Every year, countless businesses miss out on the R&D tax credit. This is especially true for smaller businesses and startups. These companies wrongly assume they don’t have the revenue needed to qualify. In reality, small and pre-revenue companies can take advantage of the research and development program.  

Summary of Available R&D Tax Credits

There are various R&D incentives available, depending upon jurisdiction and its specific goal(s). The most common credits include, but are not limited to:  

  • R&D Tax Credit: These credits directly reduce the tax liability due from the taxpayer after the liability has been computed.  
  • R&D Deduction/Super-deduction: These tax deductions effectively reduce the tax base before the tax liability is computed, reducing the taxable amount before assessing the tax.  
  • Accelerated Depreciation on R&D Assets: Accelerated depreciation expense provisions may be allowed on R&D assets such as machinery and equipment.  
  • R&D Grants: These grants are offered to fund various R&D activities and are typically targeted to industries, company sizes, and activity types.  
  • Patent-Related Incentives: A patent/intellectual property (IP) box regime tax business income earned from IP at a rate below the statutory corporate income tax rate.  
  • Payroll-Related Incentives: Payroll-related incentives include income tax withholding incentives and reduced social security contributions.  
  • Other R&D Incentives, Including Loans: Other R&D incentives can include, but are not limited to, the following: financial support, loans, reduced (preferential) tax rates, tax allowances, tax exemptions, tax holidays, and VAT reimbursements. 
R&D Tax Credit Graph

To understand this in action, let’s take the example of Pharmaxis, which secured almost A$5 million in R&D tax incentives.  

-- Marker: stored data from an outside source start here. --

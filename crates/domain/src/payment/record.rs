//! Payment record and refund rules.

use std::str::FromStr;

use chrono::{DateTime, Utc};
use common::{CustomerId, Money, OrderId, PaymentId, TailorId};
use serde::{Deserialize, Serialize};

use super::PaymentStatus;
use crate::error::DomainError;
use crate::order::Order;

/// How the customer pays.
#[derive(Debug, Clone, Copy, PartialEq, Eq, Hash, Serialize, Deserialize)]
pub enum PaymentType {
    Cash,
    Card,
    Wallet,
    BankTransfer,
    Other,
}

impl PaymentType {
    pub fn as_str(&self) -> &'static str {
        match self {
            PaymentType::Cash => "Cash",
            PaymentType::Card => "Card",
            PaymentType::Wallet => "Wallet",
            PaymentType::BankTransfer => "BankTransfer",
            PaymentType::Other => "Other",
        }
    }
}

impl std::fmt::Display for PaymentType {
    fn fmt(&self, f: &mut std::fmt::Formatter<'_>) -> std::fmt::Result {
        write!(f, "{}", self.as_str())
    }
}

impl FromStr for PaymentType {
    type Err = DomainError;

    fn from_str(s: &str) -> Result<Self, Self::Err> {
        match s {
            "Cash" => Ok(PaymentType::Cash),
            "Card" => Ok(PaymentType::Card),
            "Wallet" => Ok(PaymentType::Wallet),
            "BankTransfer" => Ok(PaymentType::BankTransfer),
            "Other" => Ok(PaymentType::Other),
            other => Err(DomainError::UnknownVariant {
                kind: "payment type",
                value: other.to_string(),
            }),
        }
    }
}

/// Accounting direction of the payment.
#[derive(Debug, Clone, Copy, PartialEq, Eq, Hash, Serialize, Deserialize, Default)]
pub enum TransactionType {
    #[default]
    Credit,
    Debit,
    Deposit,
    FinalPayment,
}

impl TransactionType {
    pub fn as_str(&self) -> &'static str {
        match self {
            TransactionType::Credit => "Credit",
            TransactionType::Debit => "Debit",
            TransactionType::Deposit => "Deposit",
            TransactionType::FinalPayment => "FinalPayment",
        }
    }
}

impl FromStr for TransactionType {
    type Err = DomainError;

    fn from_str(s: &str) -> Result<Self, Self::Err> {
        match s {
            "Credit" => Ok(TransactionType::Credit),
            "Debit" => Ok(TransactionType::Debit),
            "Deposit" => Ok(TransactionType::Deposit),
            "FinalPayment" => Ok(TransactionType::FinalPayment),
            other => Err(DomainError::UnknownVariant {
                kind: "transaction type",
                value: other.to_string(),
            }),
        }
    }
}

/// Card processor reference attached to a payment.
#[derive(Debug, Clone, PartialEq, Eq, Serialize, Deserialize)]
pub struct ProviderMetadata {
    pub provider: String,
    pub transaction_id: String,
}

/// Whether a refund emptied the payment.
#[derive(Debug, Clone, Copy, PartialEq, Eq)]
pub enum RefundOutcome {
    Full,
    Partial,
}

/// A payment attempt against an order.
#[derive(Debug, Clone, PartialEq, Eq, Serialize, Deserialize)]
pub struct Payment {
    pub id: PaymentId,
    pub order_id: OrderId,
    pub customer_id: CustomerId,
    pub tailor_id: Option<TailorId>,
    pub amount: Money,
    pub payment_type: PaymentType,
    pub status: PaymentStatus,
    pub transaction_type: TransactionType,
    /// Set when completion needs a manual or provider step that has not happened yet.
    pub requires_action: bool,
    pub provider: Option<ProviderMetadata>,
    pub refunded_amount: Money,
    pub refunded_at: Option<DateTime<Utc>>,
    pub refund_reason: Option<String>,
    pub paid_at: Option<DateTime<Utc>>,
    pub created_at: DateTime<Utc>,
    pub updated_at: DateTime<Utc>,
}

impl Payment {
    /// Creates a `Pending` payment for the full order total.
    pub fn pending_for(order: &Order, payment_type: PaymentType) -> Self {
        let now = Utc::now();
        Self {
            id: PaymentId::new(),
            order_id: order.id,
            customer_id: order.customer_id,
            tailor_id: order.tailor_id,
            amount: order.total_price,
            payment_type,
            status: PaymentStatus::Pending,
            transaction_type: TransactionType::FinalPayment,
            requires_action: false,
            provider: None,
            refunded_amount: Money::zero(),
            refunded_at: None,
            refund_reason: None,
            paid_at: None,
            created_at: now,
            updated_at: now,
        }
    }

    fn transition(&mut self, next: PaymentStatus) -> Result<(), DomainError> {
        if !self.status.can_transition_to(next) {
            return Err(DomainError::InvalidPaymentTransition {
                from: self.status,
                to: next,
            });
        }
        self.status = next;
        self.updated_at = Utc::now();
        Ok(())
    }

    /// Marks the money as captured.
    pub fn complete(&mut self) -> Result<(), DomainError> {
        self.transition(PaymentStatus::Completed)?;
        self.requires_action = false;
        self.paid_at = Some(self.updated_at);
        Ok(())
    }

    pub fn fail(&mut self) -> Result<(), DomainError> {
        self.transition(PaymentStatus::Failed)
    }

    pub fn cancel(&mut self) -> Result<(), DomainError> {
        self.transition(PaymentStatus::Cancelled)
    }

    /// Amount still available for refunds.
    pub fn refundable(&self) -> Money {
        self.amount
            .checked_sub(self.refunded_amount)
            .unwrap_or_else(Money::zero)
    }

    /// Refunds `amount`, never letting cumulative refunds exceed the payment.
    pub fn refund(
        &mut self,
        amount: Money,
        reason: Option<String>,
    ) -> Result<RefundOutcome, DomainError> {
        if !amount.is_positive() {
            return Err(DomainError::InvalidRefundAmount { amount });
        }
        if !self.status.is_refundable() {
            return Err(DomainError::InvalidPaymentTransition {
                from: self.status,
                to: PaymentStatus::Refunded,
            });
        }
        let refundable = self.refundable();
        if amount > refundable {
            return Err(DomainError::RefundExceedsPayment {
                requested: amount,
                refundable,
            });
        }

        let outcome = if amount == refundable {
            RefundOutcome::Full
        } else {
            RefundOutcome::Partial
        };
        let next = match outcome {
            RefundOutcome::Full => PaymentStatus::Refunded,
            RefundOutcome::Partial => PaymentStatus::PartiallyPaid,
        };
        let refunded = self
            .refunded_amount
            .checked_add(amount)
            .ok_or(DomainError::AmountOverflow)?;
        self.transition(next)?;
        self.refunded_amount = refunded;
        self.refunded_at = Some(self.updated_at);
        if reason.is_some() {
            self.refund_reason = reason;
        }
        Ok(outcome)
    }
}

Pharmaxis Ltd. received a tax refund of A$4,953,337 for the 2022 fiscal year from the Australian Government’s R&D tax incentive. This incentive is payable in cash, offered in return for eligible R&D expenditure for companies with total revenue of less than A$20 million in the claimed year. Pharmaxis CEO said, “The R&D tax incentive is a significant source of non-dilutive funding for the company’s clinical development pipeline including PXS-5505 in myelofibrosis and liver cancer, PXS-6302 in established scars and PXS-4728 in isolated REM sleep behavior disorder.” 

Closing Thoughts: R&D Tax Credits Can Help You Save, Big Time

Research and development tax credits offer businesses a way to offset R&D costs, increase productivity, and speed up time to market. In addition, these incentives also support the growth of new industries and technologies which, in turn, drives economic development and job creation.